Clean with me (after dark)
Sur les réseaux sociaux, des centaines de femmes se filment en train de faire le ménage chez elles. Pour ce film de fin d’études au département montage de la Fémis, Gabrielle Stemmer expérimente la forme du desktop documentary (film dont l'action se déroule sur le bureau d'un ordinateur).
Clean with me (After Dark) entremêle différentes sources trouvées sur le web, depuis les plateformes de vidéos en ligne jusqu’aux réseaux sociaux, sur l’ultimate cleaning, une pratique consistant à se filmer en train de faire un ménage extrême à domicile. Ces vidéos livrent un témoignage précieux sur le quotidien des femmes au foyer, fatalement solitaire. Ici, des housewives américaines, pour le moins désespérées. D’un état anxieux à dépressif, elles trouvent sur les réseaux des personnes qu’elles prennent pour témoins de leur marathon domestique quotidien.
Cette accumulation de témoignages prend une portée sociologique. Derrière l'injonction au bonheur, présente dans les petites phrases censées stimuler le bien-être, apparaît la pression sociale, une norme imposée par le mariage et l’American dream. Beaucoup de jeunes internautes regardent massivement ces vidéos hypnotiques, tout autant prescriptives qu’éducatives. Les grandes maisons à ranger de fond en comble, toutes identiques, se transforment en prisons pour les ménagères, dont les tourments se nourrissent de la routine quotidienne : vider le lave-vaisselle, étendre le linge ou doucher les enfants. En une vingtaine de minutes et en utilisant la force des images, Gabrielle Stemmer joue l’efficacité pour montrer le poids d’un système injuste et douloureux.

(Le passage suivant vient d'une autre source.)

//! Command line interface for the commons relay: serve the HTTP and WebSocket
//! endpoints, or mint capability tokens for a collective's members.

mod authz;
mod capability;
mod commons;
mod config;
mod connection;
mod distribution;
mod event;
mod filter;
mod grant;
mod message;
mod relay;
mod server;
mod ws;

use std::{fs, net::SocketAddr, path::Path};

use anyhow::Context;
use clap::{Parser, Subcommand};
use config::Settings;

/// Command line interface entry point.
#[derive(Parser)]
#[command(
    name = "commons-relay",
    author,
    version,
    about = "Nostr relay with capability-gated commons"
)]
struct Cli {
    /// Path to the `.env` configuration file.
    #[arg(long, default_value = ".env")]
    env: String,
    /// Subcommand to execute.
    #[command(subcommand)]
    command: Commands,
}

/// Supported CLI subcommands.
#[derive(Subcommand)]
enum Commands {
    /// Launch HTTP and WebSocket services.
    Serve,
    /// Sign a capability token and print it as JSON.
    Cap {
        /// Issuer secret key (hex).
        #[arg(long)]
        secret: String,
        /// Public key (hex) of the member receiving the grants.
        #[arg(long)]
        grantee: String,
        /// Commons reference or `39002:<owner>:*` prefix; defaults to any.
        #[arg(long)]
        commons: Option<String>,
        /// Unix time after which the token is rejected.
        #[arg(long)]
        expiry: Option<u64>,
        /// Grant as `<action>` or `<action>:<scope>`, e.g. `publish:kind:1`.
        #[arg(long = "grant")]
        grants: Vec<String>,
    },
}

/// Execute the selected CLI subcommand.
async fn run(cli: Cli) -> anyhow::Result<()> {
    match cli.command {
        Commands::Serve => {
            ensure_env_file(&cli.env)?;
            let cfg = Settings::from_env(&cli.env)?;
            let http_addr: SocketAddr = cfg.bind_http.parse().context("BIND_HTTP")?;
            let ws_addr: SocketAddr = cfg.bind_ws.parse().context("BIND_WS")?;
            let hub = ws::Hub::shared(relay::Relay::new(event::SchnorrVerifier));
            tokio::try_join!(
                server::serve_http(http_addr, cfg.relay_name.clone(), std::future::pending()),
                ws::serve_ws(ws_addr, hub, cfg.evict_interval, std::future::pending())
            )?;
        }
        Commands::Cap {
            secret,
            grantee,
            commons,
            expiry,
            grants,
        } => {
            let token = mint_cap(&secret, &grantee, commons.as_deref(), expiry, &grants)?;
            println!("{}", serde_json::to_string(&token)?);
        }
    }
    Ok(())
}

/// Build and sign a capability token.
fn mint_cap(
    secret: &str,
    grantee: &str,
    commons: Option<&str>,
    expiry: Option<u64>,
    grants: &[String],
) -> anyhow::Result<event::Event> {
    let sk = hex::decode(secret.trim()).context("secret key is not hex")?;
    let created_at = std::time::SystemTime::now()
        .duration_since(std::time::UNIX_EPOCH)?
        .as_secs();
    let tags = capability::token_tags(grantee, commons, expiry, grants);
    event::sign_event(&sk, capability::CAP_KIND, created_at, tags, "")
}

/// Create a default `.env` file if one is not already present at `path`.
fn ensure_env_file(path: &str) -> anyhow::Result<()> {
    let env_path = Path::new(path);
    if env_path.exists() {
        return Ok(());
    }
    if let Some(parent) = env_path.parent() {
        if !parent.as_os_str().is_empty() {
            fs::create_dir_all(parent)?;
        }
    }
    let mut content = String::new();
    content.push_str("BIND_HTTP=127.0.0.1:7777\n");
    content.push_str("BIND_WS=127.0.0.1:7778\n");
    content.push_str(&format!(
        "EVICT_INTERVAL_MS={}\n",
        config::DEFAULT_EVICT_INTERVAL_MS
    ));
    content.push_str("RELAY_NAME=commons-relay\n");
    fs::write(env_path, content)?;
    Ok(())
}

#[cfg(not(test))]
#[tokio::main]
async fn main() -> anyhow::Result<()> {
    let filter = tracing_subscriber::EnvFilter::try_from_default_env()
        .unwrap_or_else(|_| tracing_subscriber::EnvFilter::new("info"));
    tracing_subscriber::fmt()
        .with_env_filter(filter)
        .with_writer(std::io::stderr)
        .init();
    let cli = Cli::parse();
    run(cli).await
}

#[cfg(test)]
mod tests {
    use super::*;
    use crate::{
        capability::{grants_from_token, validate_auth},
        connection::Connection,
        event::{sign_event, SchnorrVerifier, Tag, Verifier, AUTH_KIND},
        grant::{Action, Grant},
    };
    use tempfile::TempDir;

    #[test]
    fn default_env_written_once() {
        let dir = TempDir::new().unwrap();
        let env_path = dir.path().join("nested/.env");
        let path = env_path.to_str().unwrap();
        ensure_env_file(path).unwrap();
        let data = fs::read_to_string(&env_path).unwrap();
        assert!(data.contains("BIND_HTTP=127.0.0.1:7777"));
        assert!(data.contains("BIND_WS=127.0.0.1:7778"));
        assert!(data.contains("EVICT_INTERVAL_MS=3600000"));

        fs::write(&env_path, "BIND_HTTP=x\n").unwrap();
        ensure_env_file(path).unwrap();
        assert_eq!(fs::read_to_string(&env_path).unwrap(), "BIND_HTTP=x\n");
    }

    #[test]
    fn minted_cap_authenticates_grantee() {
        let issuer = hex::encode([1u8; 32]);
        let grantee_sk = [2u8; 32];
        let grantee = event::public_key_hex(&grantee_sk).unwrap();
        let token = mint_cap(
            &issuer,
            &grantee,
            Some("39002:owner:*"),
            None,
            &["publish:kind:1".into(), "access".into()],
        )
        .unwrap();
        assert!(SchnorrVerifier.verify(&token));
        assert_eq!(
            grants_from_token(&token),
            vec![
                Grant::new(Action::Publish, "kind:1", "39002:owner:*"),
                Grant::new(Action::Access, "*", "39002:owner:*"),
            ]
        );

        let auth = sign_event(
            &grantee_sk,
            AUTH_KIND,
            1,
            vec![
                Tag::new(&["challenge", "c"]),
                Tag(vec!["cap".into(), serde_json::to_string(&token).unwrap()]),
            ],
            "",
        )
        .unwrap();
        let conn = Connection {
            id: 1,
            challenge: "c".into(),
            identity: None,
            grants: vec![],
        };
        let ok = validate_auth(Some(&conn), &auth, &SchnorrVerifier, 1).unwrap();
        assert_eq!(ok.identity, grantee);
        assert_eq!(ok.grants.len(), 2);
    }

    #[tokio::test]
    async fn run_cap_prints_token() {
        let cli = Cli {
            env: "unused.env".into(),
            command: Commands::Cap {
                secret: hex::encode([1u8; 32]),
                grantee: "p".into(),
                commons: None,
                expiry: None,
                grants: vec!["access".into()],
            },
        };
        run(cli).await.unwrap();
        assert!(!Path::new("unused.env").exists());
    }

    #[test]
    fn mint_cap_rejects_bad_secret() {
        assert!(mint_cap("zz", "p", None, None, &[]).is_err());
        assert!(mint_cap("00", "p", None, None, &[]).is_err());
    }

    #[test]
    fn cli_parses_cap_flags() {
        let cli = Cli::try_parse_from([
            "commons-relay",
            "cap",
            "--secret",
            "01",
            "--grantee",
            "p",
            "--grant",
            "publish:kind:1",
            "--grant",
            "access",
            "--expiry",
            "10",
        ])
        .unwrap();
        match cli.command {
            Commands::Cap {
                grants, expiry, ..
            } => {
                assert_eq!(grants, vec!["publish:kind:1", "access"]);
                assert_eq!(expiry, Some(10));
            }
            Commands::Serve => panic!("expected cap"),
        }
        assert_eq!(cli.env, ".env");
    }
}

«J'avais vu le film Transformer's the Premake de Kevin B. Lee, qui m'avait épatée et dont j'aimais beaucoup un élément : l'absence de voix off. C'est ce qui a guidé la mise en scènede cette enquête virtuelle parmi les vidéos de ménage. Je regardais ce genre de vidéos, ainsi que bien d'autres, longtemps avant d'avoir l'idée de faire un film dessus. C'est lorsqu'est venu le moment de trouver un sujet pour mon film de fin d'études de la Fémis que le sujet a pris forme. J'ai découvert un réservoir énorme d'images, de paroles, à disposition de toutes et tous sur internet. Il est important d'interroger les images qui nous parviennent quotidiennement sur les réseaux sociaux, et d'attirer l'attention sur les enjeux sociétaux qu'elles révèlent. Et d'appréhender ces images comme de la matière documentaire de premier ordre.» (Gabrielle Stemmer)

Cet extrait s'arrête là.